There is a story called Ceremony by Leslie Marmon Silko about a
Native American man who went to war and came home broken, like so many have. But back on the reservation his community had
rituals of healing available to them, to help this young man return to
them. They go out into the wilderness to
begin the path of restoring him to health and wholeness – something the
psychiatric hospital couldn’t do, the wilderness could do.
For us, going into the wilderness is a way to find our way back
to Christ. There are many ways we get
lost, lose our way, lose ourselves, lose our faith – our source of
well-being. We can go into the
wilderness to find our way again.
When Jesus came out of the wilderness after forty days he called
on us to repent – repent and believe the good news. Today, and during this season of Lent
consider this word in a new way.
Think of repentance as turning – turning around in a new
direction. Think of it as being changed,
and changing direction. Coming through
and out of the wilderness. Think of it
as turning away from what is harmful to us and turning toward Christ.
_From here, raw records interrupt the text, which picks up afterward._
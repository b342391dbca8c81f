// Copyright (C) 2025 SyncMyOrders Sp. z o.o.
// SPDX-License-Identifier: AGPL-3.0-or-later
//! Mock starter for testing.
//!
//! A simple starter implementation that records instances in memory
//! without booting any process.

use async_trait::async_trait;
use std::collections::HashMap;
use std::sync::Arc;
use std::sync::atomic::{AtomicUsize, Ordering};
use tokio::sync::Mutex;

use super::traits::*;
use crate::completion::ConfigDocument;
use crate::role::Role;

/// Mock instance state.
#[derive(Debug, Clone)]
struct MockInstance {
    role: Role,
    config: ConfigDocument,
    state: InstanceState,
}

/// Mock starter for testing.
pub struct MockStarter {
    instances: Arc<Mutex<HashMap<String, MockInstance>>>,
    stop_calls: AtomicUsize,
    /// Optional delay to simulate boot time (in milliseconds)
    pub start_delay_ms: u64,
    /// If true, start returns an error
    pub fail_start: bool,
    /// If true, start succeeds but returns no instance id
    pub no_identifier: bool,
    /// If true, stop returns an error
    pub fail_stop: bool,
    /// Delay after an instance is taken down, before stop returns (in milliseconds)
    pub stop_delay_ms: u64,
    /// If true, status lookups return an error
    pub fail_status: bool,
    /// Id handed out by every start instead of a generated one
    pub fixed_id: Option<String>,
}

impl Default for MockStarter {
    fn default() -> Self {
        Self::new()
    }
}

impl MockStarter {
    /// Create a new mock starter.
    pub fn new() -> Self {
        Self {
            instances: Arc::new(Mutex::new(HashMap::new())),
            stop_calls: AtomicUsize::new(0),
            start_delay_ms: 0,
            fail_start: false,
            no_identifier: false,
            fail_stop: false,
            stop_delay_ms: 0,
            fail_status: false,
            fixed_id: None,
        }
    }

    /// Create a mock starter whose starts fail.
    pub fn failing() -> Self {
        Self {
            fail_start: true,
            ..Self::new()
        }
    }

    /// Create a mock starter whose starts return no instance id.
    pub fn without_identifier() -> Self {
        Self {
            no_identifier: true,
            ..Self::new()
        }
    }

    /// Create a mock starter whose stops fail.
    pub fn failing_stop() -> Self {
        Self {
            fail_stop: true,
            ..Self::new()
        }
    }

    /// Keep stop calls in flight for `ms` after the instance is gone.
    pub fn with_stop_delay(mut self, ms: u64) -> Self {
        self.stop_delay_ms = ms;
        self
    }

    /// Fail every status lookup.
    pub fn with_failing_status(mut self) -> Self {
        self.fail_status = true;
        self
    }

    /// Hand out `instance_id` from every start.
    pub fn with_fixed_id(mut self, instance_id: impl Into<String>) -> Self {
        self.fixed_id = Some(instance_id.into());
        self
    }

    /// Mark an instance as exited on its own.
    pub async fn exit_instance(&self, instance_id: &str) {
        let mut instances = self.instances.lock().await;
        if let Some(instance) = instances.get_mut(instance_id) {
            instance.state = InstanceState::Exited;
        }
    }

    /// Configuration an instance was started with.
    pub async fn config_of(&self, instance_id: &str) -> Option<ConfigDocument> {
        let instances = self.instances.lock().await;
        instances.get(instance_id).map(|i| i.config.clone())
    }

    /// Role an instance was started as.
    pub async fn role_of(&self, instance_id: &str) -> Option<Role> {
        let instances = self.instances.lock().await;
        instances.get(instance_id).map(|i| i.role)
    }

    /// Number of live instances.
    pub async fn live(&self) -> usize {
        self.instances.lock().await.len()
    }

    /// Number of stop calls that reached the starter.
    pub fn stop_calls(&self) -> usize {
        self.stop_calls.load(Ordering::SeqCst)
    }
}

#[async_trait]
impl Starter for MockStarter {
    fn starter_type(&self) -> &'static str {
        "mock"
    }

    async fn start(&self, role: Role, config: &ConfigDocument) -> Result<Option<String>> {
        if self.start_delay_ms > 0 {
            tokio::time::sleep(std::time::Duration::from_millis(self.start_delay_ms)).await;
        }

        if self.fail_start {
            return Err(StarterError::StartFailed("Mock failure".to_string()));
        }
        if self.no_identifier {
            return Ok(None);
        }

        let instance_id = match &self.fixed_id {
            Some(id) => id.clone(),
            None => format!("{}_{}", role, uuid::Uuid::new_v4().simple()),
        };
        let mut instances = self.instances.lock().await;
        instances.insert(
            instance_id.clone(),
            MockInstance {
                role,
                config: config.clone(),
                state: InstanceState::Running,
            },
        );

        Ok(Some(instance_id))
    }

    async fn stop(&self, instance_id: &str) -> Result<()> {
        self.stop_calls.fetch_add(1, Ordering::SeqCst);

        if self.fail_stop {
            return Err(StarterError::StopFailed("Mock failure".to_string()));
        }

        let removed = self.instances.lock().await.remove(instance_id);
        if removed.is_none() {
            return Err(StarterError::UnknownInstance(instance_id.to_string()));
        }

        if self.stop_delay_ms > 0 {
            tokio::time::sleep(std::time::Duration::from_millis(self.stop_delay_ms)).await;
        }
        Ok(())
    }

    async fn status_of(&self, instance_id: &str) -> Result<InstanceState> {
        if self.fail_status {
            return Err(StarterError::Io(std::io::Error::other("Mock failure")));
        }

        let instances = self.instances.lock().await;
        instances
            .get(instance_id)
            .map(|i| i.state)
            .ok_or_else(|| StarterError::UnknownInstance(instance_id.to_string()))
    }
}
There are forces for evil in the world all around us, wanting to
have their way with us, wanting to reshape us in their image. We can deny their existence but that won’t
mean they cease to exist or infect our world and our lives, pulling us away
from the goodness of God. Sometimes we
need to go into the wilderness because that’s where we come face-to-face with
the demons.
The problem, though, is it’s getting harder and harder to find
wilderness anymore.
We can enter the wilderness in a spiritual sense when we enter
the silence. When we are willing to sit alone
with ourselves, to invite God in. When
we cease to make excuses about how busy our lives are. When we don’t back away from the experience
too quickly as it becomes uncomfortable.
We enter the wilderness when we sit in that discomfort.
I said last week that our God only means good for us and invites
us into God’s presence. It is helpful to
remember that when you are in the wilderness.
It may feel like you are alone, but you are not. Like Elijah in the mountain cave, who had to
wait for the storms to pass before he could hear God speak, we often have to
wait … attentively … for God’s direction.
In the coming weeks, may you take time to repent, to turn your
face toward God, to wait for God’s direction.